Case Study: Walking through a bilingual language sample

This is a follow up to last week’s post:  Verb Errors of Spanish Speakers.

Let’s follow this conversation as we walk through what to do with a language sample.  An SLP watched this post: How to do a Language Sample, and came up with these great questions.

I have finished language samples on two of my kiddos and I was hoping you could give me some feedback to see if I am heading on the right track.  Here is a sample of my first kiddo who I am recommending therapy for:”

Bilingual Language Sample #1

Spanish Story Telling

Ta con su rana.
Ahi se va salir x2
Quien es el?  Cual es su nombre?
Una cama.
Niño.
Ta durmiendo.
Quien?
El niño.
Se va a salir.
Se estaba saliendo.
Quien se está saliendo?
Eso.
El rana.
La rana ya no está.
No esta.
Esto una parte.
Buscando sus zapatos.
Van a buscarlo.
Ta gritando.

English Story Telling

He’s xxx his frog.
The frog went.
It’s gonna get lost.
The frog is not here.
He no got found.
He no got found the frog.
No got the frog, because the frog is lost.
They XXX the frog.
These. The boy is going up here.
And they are. They are. The beehives. And the beehives.
It got the beehive gonna fall and the boy is going to up on the this.
The the frog is XXX.
The frog is not here.

 

 

“What I see here is that he is not using a variety of nouns and verbs when he describes the pictures in the story. He also has a very low MLU for his age. XXX means it was unintelligible.”

Bilingual Language Sample #2

Spanish Story Telling

El nino y el perro están mirando a la the frog.
Y el chiquino niño estaba sentando el pequeño silla.
Y and the frog got out.
Y el nino y el perro esta dormido.
Y el niño y el perro se levanto y frog se y frog no estaba allí.
Y el niño chiquito ponio su chamarra y el perro ponio eso en su cabeza.
Y el niño dijo frog, frog dónde estás?
Y el perro se cayó.
El niño se bajo también y agarró el perro.
Y el niño estaba cartiendo the frog y el perro estaba mirando esto.
Y el perro estaba agarrando, no puede agarrar esto.
Y el niño estaba, miendo (mirando) ahí y esta cosa la pico a nariz.
Y el perro estaba asi y asi.

 

 

 

English Story Telling

Uhhhm.
Frog is in the umm, fowl (bowl)?
And dog is looking at it.
And then the kid is sitting on a chair, a little chair and staring at the frog.
And then dog and the little kid ent to sleep and then the frog got out and then the little kid.
It was morning time.
And then the little kid and the dog didn’t see the frog anymore.
And then he put on his clothes, his jacket and then the frog (mean dog, not frog) was put in that thing on his face.
And then the little kid was calling the frog’s name.
And then he was saying frog, frog, where are you?
And then they didn’t see him.
They didn’t see the frog right there.
And then the frog (meant dog) was trying to take that thing off the tree.
And then the little boy was talking to that hole.

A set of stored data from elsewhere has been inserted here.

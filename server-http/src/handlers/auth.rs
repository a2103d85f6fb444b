use crate::dto::{
    LoginRequest, LoginResponse, LogoutAllResponse, LogoutResponse, WhoAmIResponse,
};
use crate::state::AppState;
use axum::http::{header, StatusCode};
use base64::{engine::general_purpose::STANDARD, Engine};
use tracing::{error, info};
use turnstile::auth::AuthError;
use turnstile::routing::{reply, Reply, RequestContext};

/// POST /auth/login
///
/// Accepts either a JSON body `{"username": "admin", "password": "admin123"}`
/// or an `Authorization: Basic base64(username:password)` header, and returns
/// a session token to send as `Authorization: Bearer <token>`.
pub async fn login(state: AppState, request: RequestContext) -> Reply {
    let (username, password) = match request.json::<LoginRequest>() {
        Ok(req) => (req.username, req.password),
        Err(_) => match request
            .header(header::AUTHORIZATION)
            .and_then(extract_basic_auth)
        {
            Some(credentials) => credentials,
            None => {
                return reply::error(
                    StatusCode::BAD_REQUEST,
                    "Missing credentials. Provide either JSON body or Basic Auth header",
                )
            }
        },
    };

    let client_ip = request.client_ip().map(str::to_string);

    match state.auth_service.login(&username, &password, client_ip).await {
        Ok(session) => reply::json(
            StatusCode::OK,
            &LoginResponse {
                expires_in: session.remaining_ttl_ms() / 1000,
                token: session.token,
                username: session.username,
            },
        ),
        Err(AuthError::InvalidCredentials) => {
            info!("LOGIN_FAILED: username={}", username);
            reply::error(StatusCode::UNAUTHORIZED, "Invalid username or password")
        }
        Err(e) => {
            error!("Failed to create session: {}", e);
            reply::error(StatusCode::INTERNAL_SERVER_ERROR, "Failed to create session")
        }
    }
}

/// POST /auth/logout
///
/// Invalidates the bearer token the request was authenticated with.
pub async fn logout(state: AppState, request: RequestContext) -> Reply {
    let Some(claims) = request.claims() else {
        return reply::unauthorized();
    };

    match state.auth_service.logout(&claims.token).await {
        Ok(_) => reply::json(
            StatusCode::OK,
            &LogoutResponse {
                message: "Session logged out successfully".to_string(),
            },
        ),
        Err(e) => {
            error!("Failed to logout session: {}", e);
            reply::error(StatusCode::INTERNAL_SERVER_ERROR, "Failed to logout session")
        }
    }
}

/// POST /auth/logout-all
///
/// Ends every session of the calling admin, this one included.
pub async fn logout_all(state: AppState, request: RequestContext) -> Reply {
    let Some(claims) = request.claims() else {
        return reply::unauthorized();
    };

    match state.auth_service.logout_everywhere(&claims.username).await {
        Ok(sessions_revoked) => {
            info!(
                "LOGOUT_ALL: username={}, sessions={}",
                claims.username, sessions_revoked
            );
            reply::json(StatusCode::OK, &LogoutAllResponse { sessions_revoked })
        }
        Err(e) => {
            error!("Failed to logout sessions: {}", e);
            reply::error(StatusCode::INTERNAL_SERVER_ERROR, "Failed to logout sessions")
        }
    }
}

/// GET /auth/me
pub async fn whoami(state: AppState, request: RequestContext) -> Reply {
    let Some(claims) = request.claims() else {
        return reply::unauthorized();
    };

    match state.auth_service.active_sessions(&claims.username).await {
        Ok(sessions) => reply::json(
            StatusCode::OK,
            &WhoAmIResponse::new(claims, sessions.len()),
        ),
        Err(e) => {
            error!("Failed to list sessions: {}", e);
            reply::error(StatusCode::INTERNAL_SERVER_ERROR, e.to_string())
        }
    }
}

/// Extract Basic Auth credentials from Authorization header
fn extract_basic_auth(auth_header: &str) -> Option<(String, String)> {
    // Authorization: Basic <base64>
    let (scheme, encoded) = auth_header.trim().split_once(' ')?;
    if !scheme.eq_ignore_ascii_case("Basic") {
        return None;
    }

    let decoded = STANDARD.decode(encoded.trim()).ok()?;
    let decoded = String::from_utf8(decoded).ok()?;

    // Password may itself contain ':'
    let (username, password) = decoded.split_once(':')?;
    Some((username.to_string(), password.to_string()))
}

#[cfg(test)]
mod tests {
    use super::*;

    #[test]
    fn test_extract_basic_auth() {
        let header = format!("Basic {}", STANDARD.encode("admin:password123"));
        assert_eq!(
            extract_basic_auth(&header),
            Some(("admin".to_string(), "password123".to_string()))
        );

        assert!(extract_basic_auth("Bearer token123").is_none());
        assert!(extract_basic_auth("Basic").is_none());
        assert!(extract_basic_auth("Basic !!!").is_none());
    }

    #[test]
    fn test_extract_basic_auth_with_colon_in_password() {
        let header = format!("Basic {}", STANDARD.encode("admin:pass:word:123"));
        assert_eq!(
            extract_basic_auth(&header),
            Some(("admin".to_string(), "pass:word:123".to_string()))
        );
    }
}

“What I see here is that this kiddo included a lot of more detail in her story. When the student didn’t know the word for frog in Spanish she used the English one. The language samples are much longer. I just didn’t want to bombard you with all of it. Thank you so much!”

bilingual language sampleHi, It looks like you are on the right track!

After I take a bilingual language sample,  I mark the samples with red and green.  Green is native-language influenced or second-language influenced, red is – I can’t explain it or It is wrong.

Then, I use the Assessment of Fictional Narratives to improve my gut feeling.  The first page is for marking all of the grammar that is present and missing.  The second page looks for narrative markers.  It is a great way to tell what abilities a child has and what he should work on (e.g. goals).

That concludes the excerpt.